→ What is required
Filter the entries for the word "claude". Copy each line in which it occurs.

(Collected data)
//! Deterministic fakes for every service capability.
//!
//! The orchestration layer is where the bugs live — ordering, pairing,
//! retry, degrade policy — and none of that needs a real LLM, a Manim
//! install, or a speech API to exercise. These mocks simulate the behaviors
//! the pipeline must survive:
//!
//! - `working()` — always succeeds with well-formed output
//! - `failing()` — always errors
//! - `flaky(n)`  — fails the first `n` calls, then succeeds (retry paths)
//! - summarizer-specific: wrong scene count, non-JSON replies
//!
//! They are ordinary public types (not `#[cfg(test)]`) so integration tests
//! and downstream users can drive the pipeline without live credentials.

use async_trait::async_trait;
use std::path::Path;
use std::sync::atomic::{AtomicUsize, Ordering};
use std::sync::Arc;

use super::{AudioSegment, ClipRenderer, RenderedClip, ServiceError, SpeechSynthesizer, Summarizer};
use crate::plan::Scene;

/// Shared failure scheduling for all mock services.
#[derive(Debug, Clone, Copy, PartialEq)]
enum MockBehavior {
    /// Every call succeeds.
    Working,
    /// Every call fails.
    Failing,
    /// The first `n` calls fail, the rest succeed.
    Flaky { fail_first: usize },
}

impl MockBehavior {
    fn should_fail(&self, call_index: usize) -> bool {
        match self {
            MockBehavior::Working => false,
            MockBehavior::Failing => true,
            MockBehavior::Flaky { fail_first } => call_index < *fail_first,
        }
    }
}

/// Build a well-formed planner reply for `scene_count` scenes.
pub fn canned_reply(scene_count: usize) -> String {
    let clips: Vec<String> = (0..scene_count)
        .map(|i| {
            format!(
                r#"{{"type":"manim","code":"class Mock{i}(Scene):\n    def construct(self):\n        self.wait(1)","voice_over":"Mock narration for scene {i}.","duration_secs":15}}"#
            )
        })
        .collect();
    format!(r#"{{"clips":[{}]}}"#, clips.join(","))
}

// ── Summarizer ───────────────────────────────────────────────────────────

/// What the mock summarizer replies with on a successful call.
#[derive(Debug, Clone, Copy, PartialEq)]
enum ReplyShape {
    /// A valid plan matching the requested scene count.
    Valid,
    /// A valid-looking plan with one scene too few.
    ShortByOne,
    /// A reply with no JSON in it at all.
    NotJson,
}

/// Mock [`Summarizer`] with scriptable failure and reply shapes.
pub struct MockSummarizer {
    behavior: MockBehavior,
    reply: ReplyShape,
    calls: Arc<AtomicUsize>,
}

impl MockSummarizer {
    fn new(behavior: MockBehavior, reply: ReplyShape) -> Self {
        Self {
            behavior,
            reply,
            calls: Arc::new(AtomicUsize::new(0)),
        }
    }

    /// Always returns a valid plan.
    pub fn working() -> Self {
        Self::new(MockBehavior::Working, ReplyShape::Valid)
    }

    /// Always fails at the transport level.
    pub fn failing() -> Self {
        Self::new(MockBehavior::Failing, ReplyShape::Valid)
    }

    /// Fails the first `n` calls, then returns a valid plan.
    pub fn flaky(n: usize) -> Self {
        Self::new(MockBehavior::Flaky { fail_first: n }, ReplyShape::Valid)
    }

    /// Succeeds, but with one scene fewer than requested.
    pub fn short_by_one() -> Self {
        Self::new(MockBehavior::Working, ReplyShape::ShortByOne)
    }

    /// Succeeds, but the reply contains no JSON.
    pub fn not_json() -> Self {
        Self::new(MockBehavior::Working, ReplyShape::NotJson)
    }

    /// How many times `summarize` has been called.
    pub fn calls(&self) -> usize {
        self.calls.load(Ordering::SeqCst)
    }

    /// Handle for asserting call counts after the mock moved into an `Arc`.
    pub fn call_counter(&self) -> Arc<AtomicUsize> {
        Arc::clone(&self.calls)
    }
}

#[async_trait]
impl Summarizer for MockSummarizer {
    async fn summarize(
        &self,
        _document_text: &str,
        scene_count: usize,
        _target_duration_secs: f64,
    ) -> Result<String, ServiceError> {
        let call = self.calls.fetch_add(1, Ordering::SeqCst);
        if self.behavior.should_fail(call) {
            return Err(ServiceError::Http {
                status: 529,
                body: "mock overloaded".into(),
            });
        }
        Ok(match self.reply {
            ReplyShape::Valid => canned_reply(scene_count),
            ReplyShape::ShortByOne => canned_reply(scene_count.saturating_sub(1)),
            ReplyShape::NotJson => "I'm sorry, I can't produce a plan for that.".into(),
        })
    }

    fn name(&self) -> &str {
        "mock-summarizer"
    }
}

// ── Clip renderer ────────────────────────────────────────────────────────

/// Mock [`ClipRenderer`] that writes a stub file and claims a duration.
pub struct MockRenderer {
    behavior: MockBehavior,
    /// Claimed clip duration; `None` means "exactly the scene target".
    duration_secs: Option<f64>,
    calls: Arc<AtomicUsize>,
}

impl MockRenderer {
    fn new(behavior: MockBehavior, duration_secs: Option<f64>) -> Self {
        Self {
            behavior,
            duration_secs,
            calls: Arc::new(AtomicUsize::new(0)),
        }
    }

    /// Renders every scene at exactly its target duration.
    pub fn working() -> Self {
        Self::new(MockBehavior::Working, None)
    }

    /// Renders every scene at a fixed duration (to exercise reconciliation).
    pub fn with_duration(duration_secs: f64) -> Self {
        Self::new(MockBehavior::Working, Some(duration_secs))
    }

    /// Every render fails.
    pub fn failing() -> Self {
        Self::new(MockBehavior::Failing, None)
    }

    /// Fails the first `n` renders, then succeeds.
    pub fn flaky(n: usize) -> Self {
        Self::new(MockBehavior::Flaky { fail_first: n }, None)
    }

    pub fn calls(&self) -> usize {
        self.calls.load(Ordering::SeqCst)
    }

    pub fn call_counter(&self) -> Arc<AtomicUsize> {
        Arc::clone(&self.calls)
    }
}

#[async_trait]
impl ClipRenderer for MockRenderer {
    async fn render_clip(
        &self,
        scene: &Scene,
        out_path: &Path,
    ) -> Result<RenderedClip, ServiceError> {
        let call = self.calls.fetch_add(1, Ordering::SeqCst);
        if self.behavior.should_fail(call) {
            return Err(ServiceError::Backend {
                detail: "mock render failure".into(),
            });
        }
        tokio::fs::write(out_path, b"mock clip").await?;
        Ok(RenderedClip {
            scene_index: scene.index,
            path: out_path.to_path_buf(),
            duration_secs: self.duration_secs.unwrap_or(scene.target_duration_secs),
        })
    }

    fn name(&self) -> &str {
        "mock-renderer"
    }
}

// ── Speech synthesizer ───────────────────────────────────────────────────

/// Mock [`SpeechSynthesizer`] that writes a stub file and claims a duration.
pub struct MockSynthesizer {
    behavior: MockBehavior,
    /// Claimed audio duration; `None` derives one from the text length.
    duration_secs: Option<f64>,
    calls: Arc<AtomicUsize>,
}

impl MockSynthesizer {
    fn new(behavior: MockBehavior, duration_secs: Option<f64>) -> Self {
        Self {
            behavior,
            duration_secs,
            calls: Arc::new(AtomicUsize::new(0)),
        }
    }

    /// Succeeds with a duration derived from the narration length
    /// (~15 characters per second of speech).
    pub fn working() -> Self {
        Self::new(MockBehavior::Working, None)
    }

    /// Succeeds with a fixed duration (to exercise reconciliation).
    pub fn with_duration(duration_secs: f64) -> Self {
        Self::new(MockBehavior::Working, Some(duration_secs))
    }

    /// Every synthesis fails.
    pub fn failing() -> Self {
        Self::new(MockBehavior::Failing, None)
    }

    /// Fails the first `n` calls, then succeeds.
    pub fn flaky(n: usize) -> Self {
        Self::new(MockBehavior::Flaky { fail_first: n }, None)
    }

    pub fn calls(&self) -> usize {
        self.calls.load(Ordering::SeqCst)
    }

    pub fn call_counter(&self) -> Arc<AtomicUsize> {
        Arc::clone(&self.calls)
    }
}

#[async_trait]
impl SpeechSynthesizer for MockSynthesizer {
    async fn synthesize(
        &self,
        scene_index: usize,
        text: &str,
        out_path: &Path,
    ) -> Result<AudioSegment, ServiceError> {
        let call = self.calls.fetch_add(1, Ordering::SeqCst);
        if self.behavior.should_fail(call) {
            return Err(ServiceError::Http {
                status: 503,
                body: "mock synthesis failure".into(),
            });
        }
        if text.trim().is_empty() {
            return Err(ServiceError::InvalidRequest {
                detail: "empty narration".into(),
            });
        }
        tokio::fs::write(out_path, b"mock audio").await?;
        Ok(AudioSegment {
            scene_index,
            path: out_path.to_path_buf(),
            duration_secs: self
                .duration_secs
                .unwrap_or_else(|| (text.chars().count() as f64 / 15.0).max(0.5)),
        })
    }

    fn name(&self) -> &str {
        "mock-synthesizer"
    }
}
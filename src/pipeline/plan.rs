//! Scene planning: drive the summarizer and validate its reply.
//!
//! ## Retry Strategy
//!
//! The summarization call is treated as non-deterministic and flaky: HTTP
//! 5xx/529 under load, and occasionally a reply that fails validation.
//! Both failure kinds share one bounded retry with exponential backoff
//! (`retry_backoff_ms * 2^attempt`) — a malformed reply is just as
//! transient as a 503, since the next sample from the model usually parses.
//! After the retry budget the failure is fatal: the pipeline has nothing to
//! render without a plan.

use crate::config::GenerationConfig;
use crate::error::Pdf2ReelError;
use crate::plan::{truncate_for_prompt, ScenePlan};
use crate::services::Summarizer;
use std::sync::Arc;
use tokio::time::{sleep, Duration};
use tracing::{debug, info, warn};

/// Ask the summarizer for a validated [`ScenePlan`].
///
/// The document text is head-truncated to `config.truncation_limit`
/// characters before submission (the fixed oversize policy). Exactly
/// `config.scene_count` scenes come back or the run fails.
pub async fn build_plan(
    summarizer: &Arc<dyn Summarizer>,
    document_text: &str,
    config: &GenerationConfig,
) -> Result<ScenePlan, Pdf2ReelError> {
    let text = truncate_for_prompt(document_text, config.truncation_limit);
    if text.len() < document_text.len() {
        info!(
            "Document truncated from {} to {} chars for summarization",
            document_text.chars().count(),
            text.chars().count()
        );
    }

    let mut last_err: Option<Pdf2ReelError> = None;

    for attempt in 0..=config.max_retries {
        if attempt > 0 {
            let backoff = config.retry_backoff_ms * 2u64.pow(attempt - 1);
            warn!(
                "Planning retry {}/{} after {}ms",
                attempt, config.max_retries, backoff
            );
            sleep(Duration::from_millis(backoff)).await;
        }

        match summarizer
            .summarize(text, config.scene_count, config.target_duration_secs)
            .await
        {
            Ok(reply) => {
                match ScenePlan::from_response(&reply, config.scene_count, config.target_duration_secs)
                {
                    Ok(plan) => {
                        debug!(
                            "Planned {} scenes totalling {:.1}s",
                            plan.len(),
                            plan.total_target_secs()
                        );
                        return Ok(plan);
                    }
                    Err(e) => {
                        warn!("Planner reply rejected on attempt {}: {}", attempt + 1, e);
                        last_err = Some(e);
                    }
                }
            }
            Err(e) => {
                warn!("Planner call failed on attempt {}: {}", attempt + 1, e);
                last_err = Some(Pdf2ReelError::SummarizationFailed {
                    attempts: attempt + 1,
                    detail: e.to_string(),
                });
            }
        }
    }

    // Prefer the validation error when the last attempt parsed but failed
    // validation — it tells the user what the model actually got wrong.
    Err(match last_err {
        Some(e @ Pdf2ReelError::MalformedPlan { .. }) => e,
        Some(Pdf2ReelError::SummarizationFailed { detail, .. }) => {
            Pdf2ReelError::SummarizationFailed {
                attempts: config.max_retries + 1,
                detail,
            }
        }
        Some(other) => other,
        None => Pdf2ReelError::Internal("planning loop ran zero attempts".into()),
    })
}
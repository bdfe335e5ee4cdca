//! Anthropic Messages API client implementing [`Summarizer`].
//!
//! One request per run: the (truncated) document text goes up, a JSON scene
//! plan comes back. The client does exactly one attempt per call — the
//! bounded retry lives in [`crate::pipeline::plan`] so that a transport
//! failure and a malformed reply share the same policy.

use async_trait::async_trait;
use reqwest::Client;
use serde::{Deserialize, Serialize};
use std::time::Duration;
use tracing::debug;

use super::{ServiceError, Summarizer};
use crate::prompts::{planner_user_prompt, PLANNER_SYSTEM_PROMPT};

const DEFAULT_ENDPOINT: &str = "https://api.anthropic.com";
const DEFAULT_MODEL: &str = "claude-3-5-sonnet-20241022";
const ANTHROPIC_VERSION: &str = "2023-06-01";
const MAX_TOKENS: u32 = 8192;

/// Summarizer backed by the Anthropic Messages API.
pub struct AnthropicSummarizer {
    client: Client,
    api_key: String,
    endpoint: String,
    model: String,
    system_prompt: Option<String>,
    timeout_secs: u64,
}

#[derive(Debug, Serialize)]
struct MessagesRequest<'a> {
    model: &'a str,
    max_tokens: u32,
    system: &'a str,
    messages: Vec<Message<'a>>,
}

#[derive(Debug, Serialize)]
struct Message<'a> {
    role: &'a str,
    content: String,
}

#[derive(Debug, Deserialize)]
struct MessagesResponse {
    content: Vec<ContentBlock>,
}

#[derive(Debug, Deserialize)]
struct ContentBlock {
    #[serde(rename = "type")]
    kind: String,
    #[serde(default)]
    text: String,
}

impl AnthropicSummarizer {
    /// Create a client with an explicit API key.
    pub fn new(api_key: impl Into<String>, model: Option<&str>, timeout_secs: u64) -> Self {
        Self {
            client: Client::builder()
                .timeout(Duration::from_secs(timeout_secs))
                .build()
                .unwrap_or_default(),
            api_key: api_key.into(),
            endpoint: DEFAULT_ENDPOINT.to_string(),
            model: model.unwrap_or(DEFAULT_MODEL).to_string(),
            system_prompt: None,
            timeout_secs,
        }
    }

    /// Create a client from the `ANTHROPIC_API_KEY` environment variable.
    pub fn from_env(model: Option<&str>, timeout_secs: u64) -> Option<Self> {
        let key = std::env::var("ANTHROPIC_API_KEY").ok()?;
        if key.is_empty() {
            return None;
        }
        Some(Self::new(key, model, timeout_secs))
    }

    /// Point the client at a different endpoint (proxies, test servers).
    pub fn with_endpoint(mut self, endpoint: impl Into<String>) -> Self {
        self.endpoint = endpoint.into();
        self
    }

    /// Override the planner system prompt.
    pub fn with_system_prompt(mut self, prompt: impl Into<String>) -> Self {
        self.system_prompt = Some(prompt.into());
        self
    }
}

#[async_trait]
impl Summarizer for AnthropicSummarizer {
    async fn summarize(
        &self,
        document_text: &str,
        scene_count: usize,
        target_duration_secs: f64,
    ) -> Result<String, ServiceError> {
        let url = format!("{}/v1/messages", self.endpoint.trim_end_matches('/'));
        let request = MessagesRequest {
            model: &self.model,
            max_tokens: MAX_TOKENS,
            system: self
                .system_prompt
                .as_deref()
                .unwrap_or(PLANNER_SYSTEM_PROMPT),
            messages: vec![Message {
                role: "user",
                content: planner_user_prompt(document_text, scene_count, target_duration_secs),
            }],
        };

        let response = self
            .client
            .post(&url)
            .header("x-api-key", &self.api_key)
            .header("anthropic-version", ANTHROPIC_VERSION)
            .json(&request)
            .send()
            .await
            .map_err(|e| {
                if e.is_timeout() {
                    ServiceError::Timeout {
                        secs: self.timeout_secs,
                    }
                } else {
                    ServiceError::Backend {
                        detail: format!("request failed: {e}"),
                    }
                }
            })?;

        let status = response.status();
        if !status.is_success() {
            let body = response
                .text()
                .await
                .unwrap_or_else(|_| "<unreadable body>".to_string());
            return Err(ServiceError::Http {
                status: status.as_u16(),
                body,
            });
        }

        let reply: MessagesResponse = response.json().await.map_err(|e| ServiceError::Backend {
            detail: format!("unparseable response body: {e}"),
        })?;

        let text: String = reply
            .content
            .iter()
            .filter(|block| block.kind == "text")
            .map(|block| block.text.as_str())
            .collect();

        debug!("planner reply: {} chars from {}", text.len(), self.model);
        Ok(text)
    }

    fn name(&self) -> &str {
        "anthropic"
    }
}

#[cfg(test)]
mod tests {
    use super::*;

    #[test]
    fn response_text_blocks_are_concatenated() {
        let json = r#"{
            "content": [
                {"type": "text", "text": "{\"clips\":"},
                {"type": "tool_use"},
                {"type": "text", "text": "[]}"}
            ]
        }"#;
        let reply: MessagesResponse = serde_json::from_str(json).unwrap();
        let text: String = reply
            .content
            .iter()
            .filter(|b| b.kind == "text")
            .map(|b| b.text.as_str())
            .collect();
        assert_eq!(text, r#"{"clips":[]}"#);
    }

    #[test]
    fn request_serialises_expected_shape() {
        let request = MessagesRequest {
            model: "claude-3-5-sonnet-20241022",
            max_tokens: 8192,
            system: "be brief",
            messages: vec![Message {
                role: "user",
                content: "hello".into(),
            }],
        };
        let json = serde_json::to_value(&request).unwrap();
        assert_eq!(json["model"], "claude-3-5-sonnet-20241022");
        assert_eq!(json["messages"][0]["role"], "user");
        assert_eq!(json["system"], "be brief");
    }
}
//! Progress-callback trait for per-scene pipeline events.
//!
//! Inject an [`Arc<dyn PipelineProgressCallback>`] via
//! [`crate::config::GenerationConfigBuilder::progress_callback`] to receive
//! real-time events as the pipeline works through the scenes.
//!
//! # Why callbacks instead of channels?
//!
//! The callback approach is the least-invasive integration point: callers can
//! forward events to a Tokio broadcast channel, a WebSocket, a database record,
//! or a terminal progress bar — without the library knowing anything about how
//! the host application communicates. The trait is `Send + Sync` so it works
//! correctly when scenes are processed concurrently.

use std::sync::Arc;

/// Called by the pipeline as it plans, renders, and assembles.
///
/// Implementations must be `Send + Sync` (scenes are processed
/// concurrently). All methods have default no-op implementations so callers
/// only override what they care about.
///
/// # Thread safety
///
/// `on_scene_start`, `on_scene_complete`, and `on_scene_error` may be called
/// concurrently from different tasks. Implementations must protect shared
/// mutable state with appropriate synchronisation primitives (e.g. `Mutex`,
/// `AtomicUsize`).
pub trait PipelineProgressCallback: Send + Sync {
    /// Called once after planning, before any scene work starts.
    ///
    /// # Arguments
    /// * `scene_count` — number of scenes that will be processed
    fn on_plan_ready(&self, scene_count: usize) {
        let _ = scene_count;
    }

    /// Called just before a scene's render/synthesis begins.
    ///
    /// # Arguments
    /// * `scene`       — 0-based scene index
    /// * `scene_count` — total scenes in the plan
    fn on_scene_start(&self, scene: usize, scene_count: usize) {
        let _ = (scene, scene_count);
    }

    /// Called when a scene's clip and audio are both ready.
    ///
    /// # Arguments
    /// * `scene`       — 0-based scene index
    /// * `scene_count` — total scenes
    /// * `degraded`    — true when a placeholder was substituted
    fn on_scene_complete(&self, scene: usize, scene_count: usize, degraded: bool) {
        let _ = (scene, scene_count, degraded);
    }

    /// Called when a scene fails fatally (abort-on-failure mode).
    ///
    /// # Arguments
    /// * `scene`       — 0-based scene index
    /// * `scene_count` — total scenes
    /// * `error`       — human-readable error description
    fn on_scene_error(&self, scene: usize, scene_count: usize, error: String) {
        let _ = (scene, scene_count, error);
    }

    /// Called once when all scenes are collected and assembly begins.
    fn on_assembly_start(&self, scene_count: usize) {
        let _ = scene_count;
    }

    /// Called once after the final file is written.
    ///
    /// # Arguments
    /// * `scene_count`    — total scenes
    /// * `degraded_count` — scenes that got a placeholder substitute
    fn on_run_complete(&self, scene_count: usize, degraded_count: usize) {
        let _ = (scene_count, degraded_count);
    }
}

/// A no-op implementation for callers that don't need progress events.
///
/// This is the default when no callback is configured.
pub struct NoopProgressCallback;

impl PipelineProgressCallback for NoopProgressCallback {}

/// Convenience alias matching the type stored in [`crate::config::GenerationConfig`].
pub type ProgressCallback = Arc<dyn PipelineProgressCallback>;
//! OpenAI speech API client implementing [`SpeechSynthesizer`].
//!
//! ## Pre-call input guard
//!
//! The speech endpoint rejects inputs over its character limit with an
//! opaque 400. Hitting that limit is a programming-side condition we can
//! check for free, so narration is trimmed to the limit at a word boundary
//! *before* the request. Narration that long only occurs when the planner
//! wildly overshoots a scene's target duration, and the tail of an overshot
//! narration would be cut against the clip anyway.

use async_trait::async_trait;
use reqwest::Client;
use serde::Serialize;
use std::path::Path;
use std::time::Duration;
use tracing::{debug, warn};

use super::{AudioSegment, ServiceError, SpeechSynthesizer};
use crate::pipeline::ffmpeg;

const DEFAULT_ENDPOINT: &str = "https://api.openai.com";
const DEFAULT_MODEL: &str = "tts-1";

/// Documented input limit of the speech endpoint, in characters.
pub const MAX_INPUT_CHARS: usize = 4096;

/// Speech synthesizer backed by the OpenAI audio API.
pub struct OpenAiSpeech {
    client: Client,
    api_key: String,
    endpoint: String,
    model: String,
    voice: String,
    timeout_secs: u64,
}

#[derive(Debug, Serialize)]
struct SpeechRequest<'a> {
    model: &'a str,
    input: &'a str,
    voice: &'a str,
    response_format: &'a str,
}

impl OpenAiSpeech {
    /// Create a client with an explicit API key.
    pub fn new(api_key: impl Into<String>, voice: impl Into<String>, timeout_secs: u64) -> Self {
        Self {
            client: Client::builder()
                .timeout(Duration::from_secs(timeout_secs))
                .build()
                .unwrap_or_default(),
            api_key: api_key.into(),
            endpoint: DEFAULT_ENDPOINT.to_string(),
            model: DEFAULT_MODEL.to_string(),
            voice: voice.into(),
            timeout_secs,
        }
    }

    /// Create a client from the `OPENAI_API_KEY` environment variable.
    pub fn from_env(voice: impl Into<String>, timeout_secs: u64) -> Option<Self> {
        let key = std::env::var("OPENAI_API_KEY").ok()?;
        if key.is_empty() {
            return None;
        }
        Some(Self::new(key, voice, timeout_secs))
    }

    /// Point the client at a different endpoint (proxies, test servers).
    pub fn with_endpoint(mut self, endpoint: impl Into<String>) -> Self {
        self.endpoint = endpoint.into();
        self
    }
}

/// Trim text to `limit` characters, backing up to the last word boundary.
///
/// Falls back to a hard char cut when the text is a single giant word.
pub fn clamp_input(text: &str, limit: usize) -> &str {
    let hard_cut = match text.char_indices().nth(limit) {
        Some((byte_idx, _)) => byte_idx,
        None => return text,
    };
    match text[..hard_cut].rfind(char::is_whitespace) {
        Some(space_idx) if space_idx > 0 => text[..space_idx].trim_end(),
        _ => &text[..hard_cut],
    }
}

#[async_trait]
impl SpeechSynthesizer for OpenAiSpeech {
    async fn synthesize(
        &self,
        scene_index: usize,
        text: &str,
        out_path: &Path,
    ) -> Result<AudioSegment, ServiceError> {
        if text.trim().is_empty() {
            return Err(ServiceError::InvalidRequest {
                detail: format!("scene {scene_index}: narration text is empty"),
            });
        }

        let input = clamp_input(text, MAX_INPUT_CHARS);
        if input.len() < text.len() {
            warn!(
                "scene {}: narration trimmed from {} to {} chars for the speech API",
                scene_index,
                text.chars().count(),
                input.chars().count()
            );
        }

        let url = format!("{}/v1/audio/speech", self.endpoint.trim_end_matches('/'));
        let request = SpeechRequest {
            model: &self.model,
            input,
            voice: &self.voice,
            response_format: "wav",
        };

        let response = self
            .client
            .post(&url)
            .bearer_auth(&self.api_key)
            .json(&request)
            .send()
            .await
            .map_err(|e| {
                if e.is_timeout() {
                    ServiceError::Timeout {
                        secs: self.timeout_secs,
                    }
                } else {
                    ServiceError::Backend {
                        detail: format!("request failed: {e}"),
                    }
                }
            })?;

        let status = response.status();
        if !status.is_success() {
            let body = response
                .text()
                .await
                .unwrap_or_else(|_| "<unreadable body>".to_string());
            return Err(ServiceError::Http {
                status: status.as_u16(),
                body,
            });
        }

        let bytes = response.bytes().await.map_err(|e| ServiceError::Backend {
            detail: format!("failed to read audio body: {e}"),
        })?;

        tokio::fs::write(out_path, &bytes).await?;
        let duration_secs = ffmpeg::probe_duration(out_path).await?;
        debug!(
            "scene {}: synthesized {:.2}s of narration ({} bytes)",
            scene_index,
            duration_secs,
            bytes.len()
        );

        Ok(AudioSegment {
            scene_index,
            path: out_path.to_path_buf(),
            duration_secs,
        })
    }

    fn name(&self) -> &str {
        "openai-speech"
    }
}

#[cfg(test)]
mod tests {
    use super::*;

    #[test]
    fn clamp_keeps_short_text_intact() {
        assert_eq!(clamp_input("a short narration", 4096), "a short narration");
    }

    #[test]
    fn clamp_cuts_at_word_boundary() {
        let text = "one two three four";
        // Limit lands in the middle of "three" → cut back to "one two".
        assert_eq!(clamp_input(text, 10), "one two");
    }

    #[test]
    fn clamp_handles_single_giant_word() {
        let text = "a".repeat(5000);
        let cut = clamp_input(&text, 4096);
        assert_eq!(cut.chars().count(), 4096);
    }

    #[test]
    fn clamp_is_char_safe() {
        let text = "ααα βββ γγγ";
        let cut = clamp_input(text, 9);
        assert!(text.starts_with(cut));
        assert!(cut.chars().count() <= 9);
    }

    #[test]
    fn speech_request_serialises_expected_shape() {
        let request = SpeechRequest {
            model: "tts-1",
            input: "hello",
            voice: "alloy",
            response_format: "wav",
        };
        let json = serde_json::to_value(&request).unwrap();
        assert_eq!(json["model"], "tts-1");
        assert_eq!(json["voice"], "alloy");
        assert_eq!(json["response_format"], "wav");
    }
}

→ Reply
const DEFAULT_MODEL: &str = "claude-3-5-sonnet-20241022";
            model: "claude-3-5-sonnet-20241022",
        assert_eq!(json["model"], "claude-3-5-sonnet-20241022");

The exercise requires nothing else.